** YOUR ASSIGNMENT **
Look through the records below for the line with "debug!(task_id = %task_id, listener" and the line with "Close every listener", then return those lines and all lines between, exactly.

** SUPPLIED INFORMATION **
=======

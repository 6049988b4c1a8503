//! Output fan-out: persist each line, then forward it to live listeners.

use std::collections::HashMap;
use std::pin::Pin;
use std::sync::Arc;
use std::sync::atomic::{AtomicU64, Ordering};
use std::task::{Context, Poll};

use futures::Stream;
use parking_lot::Mutex;
use runbook_types::{OutputLine, TaskEvent, TaskId};
use tokio::sync::mpsc::{self, error::TrySendError};
use tracing::{debug, warn};

use crate::error::StoreResult;
use crate::notify::Notifier;
use crate::store::RecordStore;

struct Listener {
    id: u64,
    tx: mpsc::Sender<OutputLine>,
}

/// Registry of live output listeners keyed by task.
///
/// Publishing never waits on a listener: one whose buffer is full is
/// disconnected and its stream ends.
pub struct OutputBroadcaster {
    store: Arc<dyn RecordStore>,
    notifier: Arc<dyn Notifier>,
    listeners: Mutex<HashMap<TaskId, Vec<Listener>>>,
    buffer: usize,
    next_id: AtomicU64,
}

impl OutputBroadcaster {
    pub fn new(store: Arc<dyn RecordStore>, notifier: Arc<dyn Notifier>, buffer: usize) -> Self {
        Self {
            store,
            notifier,
            listeners: Mutex::new(HashMap::new()),
            buffer: buffer.max(1),
            next_id: AtomicU64::new(1),
        }
    }

    /// Append `line` to the record store, then forward it.
    ///
    /// A line the store rejected is not forwarded, so listeners never see
    /// anything that is not persisted.
    pub fn publish(&self, line: OutputLine) -> StoreResult<()> {
        self.store.append_output(&line)?;
        self.forward(&line);
        self.notifier.notify(TaskEvent::OutputAppended { line });
        Ok(())
    }

    fn forward(&self, line: &OutputLine) {
        let mut listeners = self.listeners.lock();
        let Some(task_listeners) = listeners.get_mut(&line.task_id) else {
            return;
        };

        task_listeners.retain(|listener| match listener.tx.try_send(line.clone()) {
            Ok(()) => true,
            Err(TrySendError::Full(_)) => {
                warn!(
                    task_id = %line.task_id,
                    listener = listener.id,
                    "Output listener fell behind; disconnecting"
                );
                false
            }
            Err(TrySendError::Closed(_)) => false,
        });
        if task_listeners.is_empty() {
            listeners.remove(&line.task_id);
        }
    }

    /// Register a listener for lines published after this call.
    pub fn subscribe(&self, task_id: TaskId) -> Subscription {
        let id = self.next_id.fetch_add(1, Ordering::Relaxed);
        let (tx, rx) = mpsc::channel(self.buffer);
        self.listeners
            .lock()
            .entry(task_id)
            .or_default()
            .push(Listener { id, tx });
        debug!(task_id = %task_id, listener = id, "Output listener subscribed");
        Subscription { task_id, id, rx }
    }

    /// Remove a listener. Its stream ends after any buffered lines.
    pub fn unsubscribe(&self, subscription: &Subscription) {
        let mut listeners = self.listeners.lock();
        if let Some(task_listeners) = listeners.get_mut(&subscription.task_id) {
            task_listeners.retain(|l| l.id != subscription.id);
            if task_listeners.is_empty() {
                listeners.remove(&subscription.task_id);
            }
        }
    }

    /// Close every listener of `task_id`.
    pub fn close(&self, task_id: TaskId) {
        if let Some(closed) = self.listeners.lock().remove(&task_id) {
            debug!(task_id = %task_id, count = closed.len(), "Closed output listeners");
        }
    }

    pub fn listener_count(&self, task_id: TaskId) -> usize {
        self.listeners.lock().get(&task_id).map_or(0, Vec::len)
    }
}

/// A live output stream for one task.
#[derive(Debug)]
pub struct Subscription {
    task_id: TaskId,
    id: u64,
    rx: mpsc::Receiver<OutputLine>,
}

impl Subscription {
    pub fn task_id(&self) -> TaskId {
        self.task_id
    }

    /// Next line, or `None` once the listener is closed and drained.
    pub async fn recv(&mut self) -> Option<OutputLine> {
        self.rx.recv().await
    }

    /// An already-finished stream.
    pub(crate) fn closed(task_id: TaskId) -> Self {
        let (_, rx) = mpsc::channel(1);
        Self { task_id, id: 0, rx }
    }
}

impl Stream for Subscription {
    type Item = OutputLine;

    fn poll_next(mut self: Pin<&mut Self>, cx: &mut Context<'_>) -> Poll<Option<Self::Item>> {
        self.rx.poll_recv(cx)
    }
}

#[cfg(test)]
mod tests {
    use super::*;
    use crate::notify::EventBus;
    use crate::store::MemoryRecordStore;
    use futures::StreamExt;
    use runbook_types::TaskSpec;

    fn setup(buffer: usize) -> (Arc<MemoryRecordStore>, OutputBroadcaster, TaskId) {
        let store = Arc::new(MemoryRecordStore::new());
        let task = store.create_task(TaskSpec::default()).unwrap();
        let broadcaster =
            OutputBroadcaster::new(store.clone(), Arc::new(EventBus::default()), buffer);
        (store, broadcaster, task.id)
    }

    #[tokio::test]
    async fn test_publish_persists_and_forwards() {
        let (store, broadcaster, task_id) = setup(8);
        let mut a = broadcaster.subscribe(task_id);
        let mut b = broadcaster.subscribe(task_id);

        broadcaster.publish(OutputLine::new(task_id, "first")).unwrap();
        broadcaster.publish(OutputLine::new(task_id, "second")).unwrap();
        broadcaster.close(task_id);

        let persisted: Vec<_> = store.get_output(task_id).unwrap().into_iter().map(|l| l.text).collect();
        let seen_a: Vec<_> = (&mut a).map(|l| l.text).collect().await;
        let mut seen_b = Vec::new();
        while let Some(line) = b.recv().await {
            seen_b.push(line.text);
        }
        assert_eq!(persisted, vec!["first", "second"]);
        assert_eq!(seen_a, persisted);
        assert_eq!(seen_b, persisted);
    }

    #[tokio::test]
    async fn test_late_subscriber_sees_only_new_lines() {
        let (_store, broadcaster, task_id) = setup(8);
        broadcaster.publish(OutputLine::new(task_id, "before")).unwrap();

        let mut sub = broadcaster.subscribe(task_id);
        broadcaster.publish(OutputLine::new(task_id, "after")).unwrap();
        broadcaster.close(task_id);

        assert_eq!(sub.recv().await.unwrap().text, "after");
        assert!(sub.recv().await.is_none());
    }

    #[tokio::test]
    async fn test_slow_listener_is_disconnected() {
        let (store, broadcaster, task_id) = setup(2);
        let mut slow = broadcaster.subscribe(task_id);

        for i in 0..5 {
            broadcaster
                .publish(OutputLine::new(task_id, format!("line {i}")))
                .unwrap();
        }

        // Publisher never blocked; every line persisted.
        assert_eq!(store.get_output(task_id).unwrap().len(), 5);
        assert_eq!(broadcaster.listener_count(task_id), 0);

        // The listener keeps what fit in its buffer, then its stream ends.
        assert_eq!(slow.recv().await.unwrap().text, "line 0");
        assert_eq!(slow.recv().await.unwrap().text, "line 1");
        assert!(slow.recv().await.is_none());
    }

    #[tokio::test]
    async fn test_unsubscribe_removes_listener() {
        let (_store, broadcaster, task_id) = setup(8);
        let keep = broadcaster.subscribe(task_id);
        let mut gone = broadcaster.subscribe(task_id);
        assert_eq!(broadcaster.listener_count(task_id), 2);

        broadcaster.unsubscribe(&gone);
        assert_eq!(broadcaster.listener_count(task_id), 1);
        broadcaster.publish(OutputLine::new(task_id, "x")).unwrap();
        assert!(gone.recv().await.is_none());
        drop(keep);
    }

    #[tokio::test]
    async fn test_dropped_subscription_pruned_on_publish() {
        let (_store, broadcaster, task_id) = setup(8);
        drop(broadcaster.subscribe(task_id));

        broadcaster.publish(OutputLine::new(task_id, "x")).unwrap();
        assert_eq!(broadcaster.listener_count(task_id), 0);
    }

    #[tokio::test]
    async fn test_rejected_line_not_forwarded() {
        let (_store, broadcaster, _task_id) = setup(8);
        let unknown = TaskId::new();
        let mut sub = broadcaster.subscribe(unknown);

        assert!(broadcaster.publish(OutputLine::new(unknown, "orphan")).is_err());
        broadcaster.close(unknown);
        assert!(sub.recv().await.is_none());
    }

    #[tokio::test]
    async fn test_publish_emits_event() {
        let store = Arc::new(MemoryRecordStore::new());
        let task = store.create_task(TaskSpec::default()).unwrap();
        let bus = Arc::new(EventBus::default());
        let mut events = bus.subscribe();
        let broadcaster = OutputBroadcaster::new(store, bus, 8);

        broadcaster.publish(OutputLine::new(task.id, "hi")).unwrap();
        match events.recv().await.unwrap() {
            TaskEvent::OutputAppended { line } => assert_eq!(line.text, "hi"),
            other => panic!("unexpected event {other:?}"),
        }
    }
}
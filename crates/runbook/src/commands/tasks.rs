//! Tasks command - inspect and manage recorded tasks.

use anyhow::Result;
use clap::{Args, Subcommand};
use console::style;

use runbook_engine::RecordStore;
use runbook_types::{Task, TaskStatus};

use super::{Context, resolve_task_id, status_style};

/// Arguments for the tasks command.
#[derive(Args, Debug)]
pub struct TasksArgs {
    #[command(subcommand)]
    pub command: Option<TasksCommand>,
}

#[derive(Subcommand, Debug)]
pub enum TasksCommand {
    /// List recorded tasks, newest first
    List {
        /// Only show tasks with this status
        #[arg(long)]
        status: Option<String>,

        /// Maximum number of tasks to show
        #[arg(short = 'n', long, default_value = "20")]
        limit: usize,
    },

    /// Show one task
    Show {
        /// Task id or unique prefix
        id: String,
    },

    /// Print a task's recorded output
    Output {
        /// Task id or unique prefix
        id: String,

        /// Prefix each line with its timestamp
        #[arg(short, long)]
        timestamps: bool,
    },

    /// Delete a finished task and its output
    Remove {
        /// Task id or unique prefix
        id: String,
    },
}

/// Run the tasks command.
pub async fn run(args: TasksArgs, ctx: &Context) -> Result<()> {
    let store = ctx.open_store();
    match args.command {
        None => cmd_list(&store, ctx, None, 20),
        Some(TasksCommand::List { status, limit }) => cmd_list(&store, ctx, status, limit),
        Some(TasksCommand::Show { id }) => cmd_show(&store, ctx, &id),
        Some(TasksCommand::Output { id, timestamps }) => cmd_output(&store, ctx, &id, timestamps),
        Some(TasksCommand::Remove { id }) => cmd_remove(&store, ctx, &id),
    }
}

fn parse_status(s: &str) -> Result<TaskStatus> {
    let status = match s.to_ascii_lowercase().as_str() {
        "waiting" => TaskStatus::Waiting,
        "running" => TaskStatus::Running,
        "success" => TaskStatus::Success,
        "error" => TaskStatus::Error,
        "stopped" => TaskStatus::Stopped,
        other => anyhow::bail!(
            "unknown status '{other}' (expected waiting, running, success, error or stopped)"
        ),
    };
    Ok(status)
}

fn cmd_list(
    store: &dyn RecordStore,
    ctx: &Context,
    status: Option<String>,
    limit: usize,
) -> Result<()> {
    let status = status.as_deref().map(parse_status).transpose()?;
    let tasks: Vec<Task> = store
        .list_tasks()?
        .into_iter()
        .filter(|t| status.is_none_or(|s| t.status == s))
        .take(limit)
        .collect();

    if ctx.json_output {
        println!("{}", serde_json::to_string_pretty(&tasks)?);
        return Ok(());
    }

    if tasks.is_empty() {
        println!("{}", style("No tasks recorded.").dim());
        return Ok(());
    }

    println!(
        "{}",
        style(format!(
            "{:<8}  {:<8}  {:<8}  {:<19}  {}",
            "ID", "STATUS", "TEMPLATE", "CREATED", "PLAYBOOK"
        ))
        .bold()
    );
    for task in &tasks {
        println!(
            "{:<8}  {}  {:<8}  {:<19}  {}",
            task.id.short(),
            status_style(task.status).apply_to(format!("{:<8}", task.status.as_str())),
            task.template_id,
            task.created_at.format("%Y-%m-%d %H:%M:%S"),
            task.spec.playbook
        );
    }
    Ok(())
}

fn cmd_show(store: &dyn RecordStore, ctx: &Context, id: &str) -> Result<()> {
    let id = resolve_task_id(store, id)?;
    let task = store.get_task(id)?;

    if ctx.json_output {
        println!("{}", serde_json::to_string_pretty(&task)?);
        return Ok(());
    }

    let label = |s: &str| style(format!("{s:<12}")).dim();
    println!("{}", style(format!("Task {}", task.id)).bold());
    println!("{}", style("─".repeat(40)).dim());
    println!(
        "{}{}",
        label("Status"),
        status_style(task.status).apply_to(task.status.as_str())
    );
    if let Some(outcome) = task.outcome {
        println!("{}{outcome}", label("Outcome"));
    }
    println!("{}{}", label("Project"), task.project_id);
    println!("{}{}", label("Template"), task.template_id);
    if !task.spec.playbook.is_empty() {
        println!("{}{}", label("Playbook"), task.spec.playbook);
    }
    if let Some(inventory) = task.spec.inventory_id {
        println!("{}{inventory}", label("Inventory"));
    }
    if let Some(environment) = task.spec.environment_id {
        println!("{}{environment}", label("Environment"));
    }
    println!("{}{}", label("Created"), task.created_at.to_rfc3339());
    if let Some(at) = task.started_at {
        println!("{}{}", label("Started"), at.to_rfc3339());
    }
    if let Some(at) = task.ended_at {
        println!("{}{}", label("Ended"), at.to_rfc3339());
        if let Some(started) = task.started_at {
            let secs = (at - started).num_milliseconds() as f64 / 1000.0;
            println!("{}{secs:.1}s", label("Duration"));
        }
    }

    if ctx.verbose {
        println!("{}{}", label("Output"), store.get_output(id)?.len());
    }
    Ok(())
}

fn cmd_output(store: &dyn RecordStore, ctx: &Context, id: &str, timestamps: bool) -> Result<()> {
    let id = resolve_task_id(store, id)?;
    let lines = store.get_output(id)?;

    if ctx.json_output {
        println!("{}", serde_json::to_string_pretty(&lines)?);
        return Ok(());
    }

    for line in &lines {
        if timestamps {
            println!(
                "{} {}",
                style(line.timestamp.format("%H:%M:%S%.3f")).dim(),
                line.text
            );
        } else {
            println!("{}", line.text);
        }
    }
    Ok(())
}

fn cmd_remove(store: &dyn RecordStore, ctx: &Context, id: &str) -> Result<()> {
    let id = resolve_task_id(store, id)?;
    store.delete_task(id)?;

    if ctx.json_output {
        println!("{}", serde_json::json!({ "removed": id }));
    } else {
        println!("{} Removed task {}", style("✓").green(), style(id.short()).bold());
    }
    Ok(())
}
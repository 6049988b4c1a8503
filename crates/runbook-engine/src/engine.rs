//! Public handle to a running engine.

use std::sync::Arc;

use parking_lot::Mutex;
use runbook_types::{OutputLine, Task, TaskId, TaskSpec, TaskStatus};
use tokio::sync::{mpsc, watch};
use tokio::task::JoinHandle;
use tokio_util::sync::CancellationToken;
use tracing::{info, warn};

use crate::artifacts::{ensure_tmp_dir, sweep_stale};
use crate::config::EngineConfig;
use crate::error::{EngineError, Result, StoreError};
use crate::notify::Notifier;
use crate::output::{OutputBroadcaster, Subscription};
use crate::runner::{CommandRunner, ProcessRunner};
use crate::scheduler::{Scheduler, SchedulerCommand, Shared};
use crate::store::{RecordStore, StatusChange};

/// Task execution engine.
///
/// Owns one scheduler task that runs submitted tasks strictly one at a time
/// in submission order. Dropping the engine stops it the same way
/// [`shutdown`](Engine::shutdown) does, without waiting.
pub struct Engine {
    shared: Arc<Shared>,
    commands: mpsc::UnboundedSender<SchedulerCommand>,
    shutdown: CancellationToken,
    worker: Mutex<Option<JoinHandle<()>>>,
}

impl Engine {
    /// Start an engine that runs processes with [`ProcessRunner`].
    ///
    /// Must be called from within a Tokio runtime.
    pub fn start(
        config: EngineConfig,
        store: Arc<dyn RecordStore>,
        notifier: Arc<dyn Notifier>,
    ) -> Result<Self> {
        let runner = Arc::new(ProcessRunner::new(config.stop_grace, config.line_buffer));
        Self::start_with_runner(config, store, notifier, runner)
    }

    /// Start an engine with a custom [`CommandRunner`].
    pub fn start_with_runner(
        config: EngineConfig,
        store: Arc<dyn RecordStore>,
        notifier: Arc<dyn Notifier>,
        runner: Arc<dyn CommandRunner>,
    ) -> Result<Self> {
        if config.command.trim().is_empty() {
            return Err(EngineError::Config("command must not be empty".to_string()));
        }

        ensure_tmp_dir(&config.tmp_dir).map_err(|e| EngineError::io(&config.tmp_dir, e))?;
        if config.sweep_on_startup {
            match sweep_stale(&config.tmp_dir, config.stale_after, false) {
                Ok(result) if !result.removed.is_empty() => {
                    info!(removed = result.removed.len(), "Swept stale task artifacts");
                }
                Ok(_) => {}
                Err(e) => warn!(error = %e, "Stale artifact sweep failed"),
            }
        }

        let output = OutputBroadcaster::new(store.clone(), notifier.clone(), config.listener_buffer);
        let (status_rev, _) = watch::channel(0);
        let shared = Arc::new(Shared {
            store,
            notifier,
            output,
            runner,
            config,
            status_rev,
        });

        let (commands, commands_rx) = mpsc::unbounded_channel();
        let shutdown = CancellationToken::new();
        let scheduler = Scheduler::new(shared.clone(), commands_rx, shutdown.clone());
        let worker = tokio::spawn(scheduler.run());

        info!(
            tmp_dir = %shared.config.tmp_dir.display(),
            command = %shared.config.command,
            "Engine started"
        );
        Ok(Self {
            shared,
            commands,
            shutdown,
            worker: Mutex::new(Some(worker)),
        })
    }

    pub fn config(&self) -> &EngineConfig {
        &self.shared.config
    }

    // ─────────────────────────────────────────────────────────────────────
    // Control
    // ─────────────────────────────────────────────────────────────────────

    /// Persist a new task and queue it behind any waiting ones.
    pub fn submit(&self, spec: TaskSpec) -> Result<TaskId> {
        let task = self.shared.store.create_task(spec)?;
        self.enqueue(&task)?;
        Ok(task.id)
    }

    /// Like [`submit`](Self::submit), with a listener registered before the
    /// task can start, so the stream carries every line.
    pub fn submit_with_output(&self, spec: TaskSpec) -> Result<(TaskId, Subscription)> {
        let task = self.shared.store.create_task(spec)?;
        let subscription = self.shared.output.subscribe(task.id);
        if let Err(e) = self.enqueue(&task) {
            self.shared.output.unsubscribe(&subscription);
            return Err(e);
        }
        Ok((task.id, subscription))
    }

    fn enqueue(&self, task: &Task) -> Result<()> {
        if self.commands.send(SchedulerCommand::Submit(task.id)).is_err() {
            // Never reaches the queue; do not leave it waiting forever.
            if let Err(e) = self
                .shared
                .transition(task.id, StatusChange::new(TaskStatus::Stopped))
            {
                warn!(task_id = %task.id, error = %e, "Failed to stop rejected task");
            }
            return Err(EngineError::ShutDown);
        }
        info!(task_id = %task.id, template_id = task.template_id, "Task submitted");
        Ok(())
    }

    /// Stop a task.
    ///
    /// A waiting task becomes `Stopped` without running; a running task is
    /// killed and becomes `Stopped` once its process is gone. Stopping a
    /// finished task does nothing.
    pub fn stop(&self, task_id: TaskId) -> Result<()> {
        let task = self.shared.store.get_task(task_id)?;
        if task.status.is_terminal() {
            return Ok(());
        }
        if task.status == TaskStatus::Waiting {
            // Whichever of this and the scheduler's Waiting -> Running
            // lands first in the store wins.
            match self
                .shared
                .transition(task_id, StatusChange::new(TaskStatus::Stopped))
            {
                Ok(_) => {
                    info!(task_id = %task_id, "Waiting task stopped");
                    // Only drops the queue entry; a gone scheduler has none.
                    let _ = self.commands.send(SchedulerCommand::Stop(task_id));
                    return Ok(());
                }
                Err(StoreError::InvalidTransition { .. }) => {}
                Err(e) => return Err(e.into()),
            }
            if self.get_status(task_id)?.is_terminal() {
                return Ok(());
            }
        }
        self.commands
            .send(SchedulerCommand::Stop(task_id))
            .map_err(|_| EngineError::ShutDown)
    }

    /// Stop the running task, mark every waiting task `Stopped`, and wait
    /// for the scheduler to exit.
    pub async fn shutdown(&self) {
        self.shutdown.cancel();
        let worker = self.worker.lock().take();
        if let Some(worker) = worker
            && let Err(e) = worker.await
        {
            warn!(error = %e, "Scheduler task ended abnormally");
        }
    }

    // ─────────────────────────────────────────────────────────────────────
    // Observation
    // ─────────────────────────────────────────────────────────────────────

    /// Live output of a task from now on.
    ///
    /// The stream ends when the task finishes; for a task that already has,
    /// it ends immediately. Earlier lines come from [`get_output`](Self::get_output).
    pub fn subscribe_output(&self, task_id: TaskId) -> Result<Subscription> {
        self.shared.store.get_task(task_id)?;
        let subscription = self.shared.output.subscribe(task_id);
        // Checked after registering so a finish in between is not missed.
        if self.get_status(task_id)?.is_terminal() {
            self.shared.output.unsubscribe(&subscription);
            return Ok(Subscription::closed(task_id));
        }
        Ok(subscription)
    }

    /// Stop receiving on `subscription`.
    pub fn unsubscribe(&self, subscription: &Subscription) {
        self.shared.output.unsubscribe(subscription);
    }

    pub fn get_status(&self, task_id: TaskId) -> Result<TaskStatus> {
        Ok(self.shared.store.get_task(task_id)?.status)
    }

    pub fn get_task(&self, task_id: TaskId) -> Result<Task> {
        Ok(self.shared.store.get_task(task_id)?)
    }

    pub fn get_output(&self, task_id: TaskId) -> Result<Vec<OutputLine>> {
        Ok(self.shared.store.get_output(task_id)?)
    }

    /// All tasks, newest first.
    pub fn list_tasks(&self) -> Result<Vec<Task>> {
        Ok(self.shared.store.list_tasks()?)
    }

    /// Delete a finished task and its output.
    pub fn remove_task(&self, task_id: TaskId) -> Result<()> {
        self.shared.store.delete_task(task_id)?;
        self.shared.output.close(task_id);
        info!(task_id = %task_id, "Task removed");
        Ok(())
    }

    /// Wait until `task_id` reaches a terminal status and return it.
    pub async fn wait_for_completion(&self, task_id: TaskId) -> Result<TaskStatus> {
        let mut rev = self.shared.status_rev.subscribe();
        loop {
            let status = self.get_status(task_id)?;
            if status.is_terminal() {
                return Ok(status);
            }
            if rev.changed().await.is_err() {
                return Err(EngineError::ShutDown);
            }
        }
    }
}

impl Drop for Engine {
    fn drop(&mut self) {
        self.shutdown.cancel();
    }
}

=======

** SOLUTION **
        debug!(task_id = %task_id, listener = id, "Output listener subscribed");
        Subscription { task_id, id, rx }
    }

    /// Remove a listener. Its stream ends after any buffered lines.
    pub fn unsubscribe(&self, subscription: &Subscription) {
        let mut listeners = self.listeners.lock();
        if let Some(task_listeners) = listeners.get_mut(&subscription.task_id) {
            task_listeners.retain(|l| l.id != subscription.id);
            if task_listeners.is_empty() {
                listeners.remove(&subscription.task_id);
            }
        }
    }

    /// Close every listener of `task_id`.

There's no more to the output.